Achievements in modern mass-production of complex objects (such as cars) make the implied increase in required production rate seem less daunting than would otherwise be the case.

HiPER target designs are likely to be spherical, consisting of a glow discharge polymer shell or of foam. Targets will be filled with Deuterium and Tritium at cryogenic temperatures (approximately 14K (-259°C)). The target’s surface will have a heat shield to protect it from the reactor environment while in flight from injector to chamber centre.

After fuelling, targets are held in a tightly controlled isothermal environment. After layering with a thin ice coating on the internal surface of the shell, each target is then injected into the reactor where its heat shield protects it for the short period of time before it reaches the centre of the reactor where it is engaged by the lasers.

Shell production techniques include wet chemistry, dielectrophoretics and wafer based production. Unprotected shell targets can be filled using diffusion, as deuterium and tritium are very small molecules and can pass through the GDP shell over time. Foam targets may be filled by wicking, a process similar to that of a candle drawing fuel to its flame. Filling of protectively coated targets of either shell or foam type has yet to be assessed. It may also be possible to use wafer based production techniques (micro electrical mechanical systems and micro-fluidics) to produce a target in its finalised form.

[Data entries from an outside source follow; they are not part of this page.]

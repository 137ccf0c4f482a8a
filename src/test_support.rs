//! In-memory profile source shared by unit tests

use std::collections::HashMap;
use std::sync::Mutex;
use std::time::Duration;

use async_trait::async_trait;
use serde_json::Value;

use crate::cache::Username;
use crate::snapshot::Snapshot;
use crate::upstream::{ProfileSource, UpstreamError};

/// Scripted upstream that counts every call per username
///
/// Usernames without a scripted response answer with a 404 status error.
#[derive(Default)]
pub struct FakeSource {
    responses: Mutex<HashMap<String, Result<Snapshot, UpstreamError>>>,
    calls: Mutex<HashMap<String, usize>>,
    delay: Duration,
}

impl FakeSource {
    pub fn new() -> Self {
        Self::default()
    }

    /// Sleeps for `delay` inside every fetch
    pub fn with_delay(mut self, delay: Duration) -> Self {
        self.delay = delay;
        self
    }

    pub fn respond(&self, username: &str, value: Value) {
        self.responses
            .lock()
            .unwrap()
            .insert(username.to_string(), Ok(Snapshot::new(value)));
    }

    pub fn fail(&self, username: &str, err: UpstreamError) {
        self.responses
            .lock()
            .unwrap()
            .insert(username.to_string(), Err(err));
    }

    pub fn calls(&self) -> usize {
        self.calls.lock().unwrap().values().sum()
    }

    pub fn calls_for(&self, username: &str) -> usize {
        self.calls.lock().unwrap().get(username).copied().unwrap_or(0)
    }
}

#[async_trait]
impl ProfileSource for FakeSource {
    async fn fetch_profile(&self, username: &Username) -> Result<Snapshot, UpstreamError> {
        *self
            .calls
            .lock()
            .unwrap()
            .entry(username.to_string())
            .or_default() += 1;

        if !self.delay.is_zero() {
            tokio::time::sleep(self.delay).await;
        }

        self.responses
            .lock()
            .unwrap()
            .get(username.as_str())
            .cloned()
            .unwrap_or_else(|| {
                Err(UpstreamError::Status {
                    status: 404,
                    message: "Not Found".to_string(),
                })
            })
    }
}
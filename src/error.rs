//! Error types surfaced at the service edges
//!
//! `ApiError` turns failures into HTTP responses with a `{"error": ...}` body.
//! `AppError` covers start-up and serving failures of the binary.

use std::io;

use axum::http::StatusCode;
use axum::response::{IntoResponse, Response};
use axum::Json;
use thiserror::Error;
use tracing::error;

use crate::cache::{StoreError, UsernameError};
use crate::config::ConfigError;
use crate::resolver::ResolveError;
use crate::upstream::UpstreamError;

/// Errors returned by HTTP handlers
#[derive(Debug, Error)]
pub enum ApiError {
    /// The username failed validation (400)
    #[error("invalid username: {0}")]
    InvalidUsername(#[from] UsernameError),

    /// A required request parameter was absent (400)
    #[error("missing parameter: {0}")]
    MissingParameter(&'static str),

    /// Nothing cached and upstream does not know the user (404)
    #[error("stats not found for {0}")]
    NotFound(String),

    /// Upstream could not provide the profile (500)
    #[error("error fetching data from the API: {0}")]
    Upstream(#[from] UpstreamError),

    /// Local persistence failed (500)
    #[error("error accessing stored stats: {0}")]
    Store(#[from] StoreError),
}

impl ApiError {
    pub fn status(&self) -> StatusCode {
        match self {
            Self::InvalidUsername(_) | Self::MissingParameter(_) => StatusCode::BAD_REQUEST,
            Self::NotFound(_) => StatusCode::NOT_FOUND,
            Self::Upstream(_) | Self::Store(_) => StatusCode::INTERNAL_SERVER_ERROR,
        }
    }
}

impl From<ResolveError> for ApiError {
    fn from(err: ResolveError) -> Self {
        match err {
            ResolveError::Upstream(err) => Self::Upstream(err),
            ResolveError::Store(err) => Self::Store(err),
        }
    }
}

impl IntoResponse for ApiError {
    fn into_response(self) -> Response {
        let status = self.status();
        let msg = self.to_string();
        if status.is_server_error() {
            error!(error = %msg, "request failed");
        }
        (status, Json(serde_json::json!({ "error": msg }))).into_response()
    }
}

/// Errors that stop the service from starting or serving
#[derive(Debug, Error)]
pub enum AppError {
    #[error("invalid configuration: {0}")]
    Config(#[from] ConfigError),

    #[error("could not create upstream client: {0}")]
    Upstream(#[from] UpstreamError),

    #[error("server I/O failed: {0}")]
    Io(#[from] io::Error),
}
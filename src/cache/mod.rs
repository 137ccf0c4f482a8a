//! Cache module for storing profile snapshots to disk
//!
//! This module provides the username key type and a passive snapshot store
//! that persists one JSON document per user. Entries never expire; freshness
//! is maintained by the background refresher instead.

mod store;
mod username;

pub use store::{SnapshotStore, StoreError};
pub use username::{Username, UsernameError, MAX_USERNAME_LEN};
/// Dataset collaborators and the background input pipeline
pub mod numpy_dataset;
pub mod pipeline;
pub mod synthetic;

pub use numpy_dataset::{DatasetMetadata, NumpyDataset};
pub use pipeline::{BatchQueue, Coordinator, InputPipeline};
pub use synthetic::SyntheticDataset;

use std::path::Path;

use candle_core::{Device, Tensor};

use crate::config::{EvalConfig, InputType};
use crate::Result;

/// One batch of examples as placed on the evaluation device
#[derive(Debug, Clone)]
pub struct Batch {
    /// Flattened examples: [batch, feature_dim], f32
    pub images: Tensor,
    /// Class labels: [batch], u32
    pub labels: Tensor,
}

/// Dataset contract used by the evaluators
///
/// Implementations must be shareable across producer threads.
pub trait Dataset: Send + Sync {
    /// Short name used in logs
    fn name(&self) -> &str;

    /// Number of examples in a split
    fn num_examples(&self, input_type: InputType) -> usize;

    /// Number of label classes
    fn num_classes(&self) -> usize;

    /// Length of one flattened example
    fn feature_dim(&self) -> usize;

    /// Read batch number `batch_index` of a split
    ///
    /// Batches wrap around the end of the split, so every batch holds
    /// exactly `batch_size` examples. Producers read ahead of the loop, so
    /// implementations must accept any `batch_index`, including ones past
    /// the end of the split; an error here aborts the whole run.
    fn read_batch(
        &self,
        input_type: InputType,
        batch_index: usize,
        batch_size: usize,
        device: &Device,
    ) -> Result<Batch>;
}

/// Example indices covered by a batch, wrapping modulo `num_examples`
pub fn batch_indices(batch_index: usize, batch_size: usize, num_examples: usize) -> Vec<usize> {
    if num_examples == 0 {
        return Vec::new();
    }
    let start = batch_index * batch_size;
    (start..start + batch_size).map(|i| i % num_examples).collect()
}

/// Open a dataset by name
///
/// `synthetic` is built in; anything else is a directory of `.npy` splits
/// under `config.data_dir`.
pub fn open_dataset(name: &str, config: &EvalConfig) -> Result<Box<dyn Dataset>> {
    match name {
        "synthetic" => Ok(Box::new(SyntheticDataset::with_seed(config.seed)?)),
        other => {
            let dir = Path::new(&config.data_dir).join(other);
            Ok(Box::new(NumpyDataset::from_directory(dir)?))
        }
    }
}
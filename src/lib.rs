//! Checkpoint evaluation for candle models
//!
//! Restores the latest saved checkpoint from a directory into a freshly
//! assembled model and measures it on one dataset split.
//!
//! # Metrics
//!
//! - **Accuracy** for classifiers: top-1 hits over `iterations * batch_size`
//! - **Reconstruction error** for autoencoders: mean per-batch loss
//!
//! Input batches are produced by a small pool of background threads that
//! feed a bounded queue; the evaluation loop always joins them before it
//! returns.
//!
//! # Example
//!
//! ```ignore
//! use ckpt_eval::{EvalConfig, Evaluator, InputType};
//!
//! let config = EvalConfig::default();
//! let dataset = ckpt_eval::data::open_dataset("synthetic", &config)?;
//! let model = ckpt_eval::models::by_name("mlp")?;
//! let mut evaluator = Evaluator::new(dataset.as_ref(), config.eval_options()?);
//! let outcome = evaluator.evaluate(&model, "checkpoints", InputType::Validation)?;
//! ```

pub mod checkpoint;
pub mod cli;
pub mod config;
pub mod data;
pub mod eval;
pub mod layers;
pub mod models;

// Re-export commonly used items
pub use config::{EvalConfig, InputType};
pub use eval::{EvalOptions, EvalOutcome, Evaluator, Metric};
pub use models::{ModelHandle, Phase};

/// Library error types
#[derive(Debug, thiserror::Error)]
pub enum EvalError {
    #[error("Candle error: {0}")]
    Candle(#[from] candle_core::Error),

    #[error("Safetensors error: {0}")]
    Safetensors(#[from] safetensors::SafeTensorError),

    #[error("Configuration error: {0}")]
    Config(String),

    #[error("Checkpoint error: {0}")]
    Checkpoint(String),

    #[error("Dataset error: {0}")]
    Dataset(String),

    #[error("Model error: {0}")]
    Model(String),

    #[error("Input pipeline error: {0}")]
    Pipeline(String),

    #[error("IO error: {0}")]
    Io(#[from] std::io::Error),

    #[error("JSON error: {0}")]
    Json(#[from] serde_json::Error),
}

pub type Result<T> = std::result::Result<T, EvalError>;
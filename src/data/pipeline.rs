/// Background input producers feeding a bounded batch queue
///
/// Producers run inside `std::thread::scope`, so every one of them has been
/// joined by the time `InputPipeline::run` returns, whichever way the
/// consumer exits.
use std::sync::atomic::{AtomicBool, AtomicUsize, Ordering};
use std::sync::mpsc::{sync_channel, Receiver, SyncSender};
use std::sync::Mutex;
use std::thread;

use candle_core::Device;

use super::{Batch, Dataset};
use crate::config::InputType;
use crate::{EvalError, Result};

/// Shared stop token for one pipeline run
///
/// Holds the stop flag, the first error reported by any thread, and the
/// number of producers that have not exited yet.
#[derive(Debug, Default)]
pub struct Coordinator {
    stop: AtomicBool,
    error: Mutex<Option<EvalError>>,
    active: AtomicUsize,
}

impl Coordinator {
    pub fn new() -> Self {
        Self::default()
    }

    pub fn should_stop(&self) -> bool {
        self.stop.load(Ordering::SeqCst)
    }

    pub fn request_stop(&self) {
        self.stop.store(true, Ordering::SeqCst);
    }

    /// Stop and record `err`, keeping the first error if one is already set
    pub fn request_stop_with(&self, err: EvalError) {
        {
            let mut slot = self.error.lock().unwrap_or_else(|p| p.into_inner());
            if slot.is_none() {
                *slot = Some(err);
            }
        }
        self.request_stop();
    }

    /// Take the recorded error, if any
    pub fn take_error(&self) -> Option<EvalError> {
        self.error.lock().unwrap_or_else(|p| p.into_inner()).take()
    }

    /// Producers started and not yet exited
    pub fn active_producers(&self) -> usize {
        self.active.load(Ordering::SeqCst)
    }

    /// Clear the stop flag and error for a new run
    ///
    /// Only valid while no producers are running.
    pub fn reset(&self) {
        debug_assert_eq!(self.active_producers(), 0);
        self.stop.store(false, Ordering::SeqCst);
        self.take_error();
    }
}

/// Counts a producer as live until its thread drops it
struct ProducerGuard<'c> {
    coordinator: &'c Coordinator,
}

impl<'c> ProducerGuard<'c> {
    fn new(coordinator: &'c Coordinator) -> Self {
        coordinator.active.fetch_add(1, Ordering::SeqCst);
        Self { coordinator }
    }
}

impl Drop for ProducerGuard<'_> {
    fn drop(&mut self) {
        self.coordinator.active.fetch_sub(1, Ordering::SeqCst);
    }
}

/// Consumer side of the pipeline
///
/// Dropping the queue requests a stop, and producers blocked on a full
/// queue see their send fail and exit.
pub struct BatchQueue<'c> {
    rx: Receiver<Batch>,
    coordinator: &'c Coordinator,
}

impl BatchQueue<'_> {
    /// Block until the next batch is available
    ///
    /// Fails once every producer has exited; the error a producer recorded
    /// is returned when there is one.
    pub fn next_batch(&self) -> Result<Batch> {
        match self.rx.recv() {
            Ok(batch) => Ok(batch),
            Err(_) => Err(self.coordinator.take_error().unwrap_or_else(|| {
                EvalError::Pipeline("all input producers exited".to_string())
            })),
        }
    }

    pub fn coordinator(&self) -> &Coordinator {
        self.coordinator
    }
}

impl Drop for BatchQueue<'_> {
    fn drop(&mut self) {
        self.coordinator.request_stop();
    }
}

/// Input pipeline for one split of a dataset
pub struct InputPipeline<'a> {
    dataset: &'a dyn Dataset,
    input_type: InputType,
    batch_size: usize,
    device: Device,
    num_threads: usize,
    queue_capacity: usize,
}

impl<'a> InputPipeline<'a> {
    /// Create new pipeline
    ///
    /// # Arguments
    /// * `dataset` - Dataset to read from
    /// * `input_type` - Split to read
    /// * `batch_size` - Examples per batch
    /// * `device` - Device the batches are placed on
    pub fn new(
        dataset: &'a dyn Dataset,
        input_type: InputType,
        batch_size: usize,
        device: Device,
    ) -> Self {
        Self {
            dataset,
            input_type,
            batch_size,
            device,
            num_threads: 2,
            queue_capacity: 8,
        }
    }

    pub fn with_threads(mut self, num_threads: usize) -> Self {
        self.num_threads = num_threads.max(1);
        self
    }

    pub fn with_capacity(mut self, queue_capacity: usize) -> Self {
        self.queue_capacity = queue_capacity.max(1);
        self
    }

    /// Start the producers, hand the queue to `consumer`, then stop and
    /// join every producer before returning the consumer's result
    pub fn run<T, F>(&self, coordinator: &Coordinator, consumer: F) -> T
    where
        F: FnOnce(&BatchQueue<'_>) -> T,
    {
        let (tx, rx) = sync_channel(self.queue_capacity);
        let cursor = AtomicUsize::new(0);

        log::debug!(
            "Starting {} input producers for {} split of {}",
            self.num_threads,
            self.input_type,
            self.dataset.name()
        );

        let result = thread::scope(|scope| {
            let cursor = &cursor;
            for id in 0..self.num_threads {
                let tx = tx.clone();
                let guard = ProducerGuard::new(coordinator);
                scope.spawn(move || {
                    self.produce(id, cursor, coordinator, tx);
                    drop(guard);
                });
            }
            drop(tx);

            let queue = BatchQueue { rx, coordinator };
            let result = consumer(&queue);
            drop(queue);
            result
        });

        log::debug!("All input producers joined");
        result
    }

    fn produce(
        &self,
        id: usize,
        cursor: &AtomicUsize,
        coordinator: &Coordinator,
        tx: SyncSender<Batch>,
    ) {
        while !coordinator.should_stop() {
            let batch_index = cursor.fetch_add(1, Ordering::SeqCst);
            match self
                .dataset
                .read_batch(self.input_type, batch_index, self.batch_size, &self.device)
            {
                Ok(batch) => {
                    if tx.send(batch).is_err() {
                        break;
                    }
                }
                Err(e) => {
                    log::error!("Producer {} failed on batch {}: {}", id, batch_index, e);
                    coordinator.request_stop_with(e);
                    break;
                }
            }
        }
        log::debug!("Producer {} exiting", id);
    }
}
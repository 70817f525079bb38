/// Dense autoencoder
use candle_core::{DType, Tensor};
use candle_nn::VarBuilder;

use super::{Autoencoder, AutoencoderNet, InputSpec, Phase};
use crate::layers::{Activation, Dense};
use crate::Result;

/// `encoder: features -> latent (tanh)`, `decoder: latent -> features`
#[derive(Debug, Clone)]
pub struct DenseAutoencoder {
    pub latent_size: usize,
}

impl Default for DenseAutoencoder {
    fn default() -> Self {
        Self { latent_size: 4 }
    }
}

struct DenseAutoencoderNet {
    encoder: Dense,
    decoder: Dense,
    l2_penalty: f64,
}

impl AutoencoderNet for DenseAutoencoderNet {
    fn get(&self, images: &Tensor, _phase: Phase) -> Result<(Tensor, Tensor)> {
        let latent = self.encoder.forward(images)?;
        let reconstruction = self.decoder.forward(&latent)?;
        Ok((latent, reconstruction))
    }

    /// Mean squared error over all elements
    fn loss(&self, reconstructions: &Tensor, targets: &Tensor) -> Result<Tensor> {
        Ok(candle_nn::loss::mse(reconstructions, targets)?)
    }

    fn regularization(&self) -> Result<Tensor> {
        let weights = (self.encoder.l2()? + self.decoder.l2()?)?;
        Ok((weights * self.l2_penalty)?)
    }
}

impl Autoencoder for DenseAutoencoder {
    fn name(&self) -> &str {
        "autoencoder"
    }

    fn build(
        &self,
        vb: VarBuilder,
        spec: &InputSpec,
        l2_penalty: f64,
    ) -> Result<Box<dyn AutoencoderNet>> {
        let encoder = Dense::new(spec.feature_dim, self.latent_size, Activation::Tanh, vb.pp("encoder"))?;
        let decoder = Dense::new(self.latent_size, spec.feature_dim, Activation::Identity, vb.pp("decoder"))?;
        Ok(Box::new(DenseAutoencoderNet {
            encoder,
            decoder,
            l2_penalty,
        }))
    }
}

/// Loss as a host f64, whatever the tensor dtype
pub(crate) fn scalar_loss(loss: &Tensor) -> Result<f64> {
    Ok(loss.to_dtype(DType::F64)?.to_scalar::<f64>()?)
}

Current mass production techniques must be improved upon and new approaches explored to achieve target mass-production for a Laser Energy plant. Those most appropriate for the optimised target design can then be selected and integrated into a production line.

Target metrology will also need to be automated.

Significant challenges exist, but studies predict that solutions to the target mass production challenge can be achieved within ten years.